# [WHAT TO DO]
If a line in the records below contains "each", copy that line.

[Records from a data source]
--------------------

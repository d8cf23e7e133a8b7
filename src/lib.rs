// Allow common clippy pedantic lints that aren't critical for this codebase
#![allow(clippy::cast_possible_truncation)]
#![allow(clippy::cast_sign_loss)]
#![allow(clippy::cast_lossless)]
#![allow(clippy::too_many_lines)]
#![allow(clippy::ref_option)]
#![allow(clippy::unused_self)]
#![allow(clippy::must_use_candidate)]
#![allow(clippy::items_after_statements)]
#![allow(clippy::unnecessary_wraps)]
#![allow(clippy::match_same_arms)]
#![allow(clippy::needless_pass_by_value)]
#![allow(clippy::unused_async)]

//! # artik-sync
//!
//! Incremental sync of device messages from ARTIK Cloud into a host platform.
//!
//! On each trigger the connector exchanges OAuth2 client credentials for an
//! access token, enumerates the account's devices page by page, fetches each
//! device's messages for the window `[last checkpoint, now]`, and forwards
//! every message whose device is known to the host's registry. The checkpoint
//! only advances when the whole sync succeeds.
//!
//! ## Quick Start
//!
//! ```rust,ignore
//! use artik_sync::{Collaborators, Connector, ConnectorConfig, Result, StateManager};
//! use artik_sync::host::{ChannelSink, StaticRegistry};
//! use std::sync::Arc;
//!
//! #[tokio::main]
//! async fn main() -> Result<()> {
//!     let config = ConnectorConfig::from_file("artik.yaml")?.with_env_overrides();
//!     let (sink, mut deliveries) = ChannelSink::new();
//!     let registry = StaticRegistry::from_file("devices.json")?;
//!
//!     let connector = Connector::start(
//!         &config,
//!         Collaborators::new(Arc::new(registry), Arc::new(sink)),
//!         StateManager::from_file("state.json")?,
//!     )?;
//!
//!     let report = connector.sync_from_checkpoint().await?;
//!     println!("forwarded {}", report.stats.messages_forwarded);
//!
//!     connector.close().await
//! }
//! ```
//!
//! ## Architecture
//!
//! ```text
//! ┌─────────────────────────────────────────────────────────────────┐
//! │                        Connector                                │
//! │  start() → notify_ready    sync(last?) → SyncReport    close()  │
//! └─────────────────────────────────────────────────────────────────┘
//!                                │
//! ┌──────────┬───────────┬───────┴───────┬───────────┬─────────────┐
//! │   Auth   │   HTTP    │    Cloud      │  Forward  │   State     │
//! ├──────────┼───────────┼───────────────┼───────────┼─────────────┤
//! │ OAuth2   │ GET/POST  │ Devices       │ Registry  │ Checkpoint  │
//! │ client   │ Rate Limit│ (offset pages)│ lookup    │ (JSON file) │
//! │ creds    │           │ Messages      │ Sink      │             │
//! └──────────┴───────────┴───────────────┴───────────┴─────────────┘
//! ```

#![warn(missing_docs)]
#![warn(clippy::all)]
#![warn(clippy::pedantic)]
#![allow(clippy::module_name_repetitions)]
#![allow(clippy::missing_errors_doc)]
#![allow(clippy::missing_panics_doc)]
#![allow(clippy::doc_markdown)]

// ============================================================================
// Module declarations
// ============================================================================

/// Error types
pub mod error;

/// Common types and type aliases
pub mod types;

/// Connector configuration
pub mod config;

/// OAuth2 client-credentials token exchange
pub mod auth;

/// HTTP client with rate limiting
pub mod http;

/// Pagination strategies
pub mod pagination;

/// ARTIK Cloud REST endpoints
pub mod cloud;

/// Host collaborators (registry, sink, faults, lifecycle)
pub mod host;

/// Registry validation and forwarding
pub mod forward;

/// Checkpoint state management
pub mod state;

/// Sync orchestration
pub mod engine;

/// Connector lifecycle
pub mod connector;

/// Command-line interface
pub mod cli;

// ============================================================================
// Re-exports
// ============================================================================

pub use error::{Error, Result, SyncStage};
pub use types::*;

// Re-export commonly used types
pub use config::{ConnectorConfig, Credentials};
pub use connector::{CheckResult, Connector};
pub use engine::{SyncEngine, SyncPhase, SyncReport, SyncStats};
pub use host::Collaborators;
pub use state::{StateManager, SyncState};

/// Crate version
pub const VERSION: &str = env!("CARGO_PKG_VERSION");

/// Crate name
pub const NAME: &str = env!("CARGO_PKG_NAME");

--------------------

# [ANSWER]
//! On each trigger the connector exchanges OAuth2 client credentials for an
//! access token, enumerates the account's devices page by page, fetches each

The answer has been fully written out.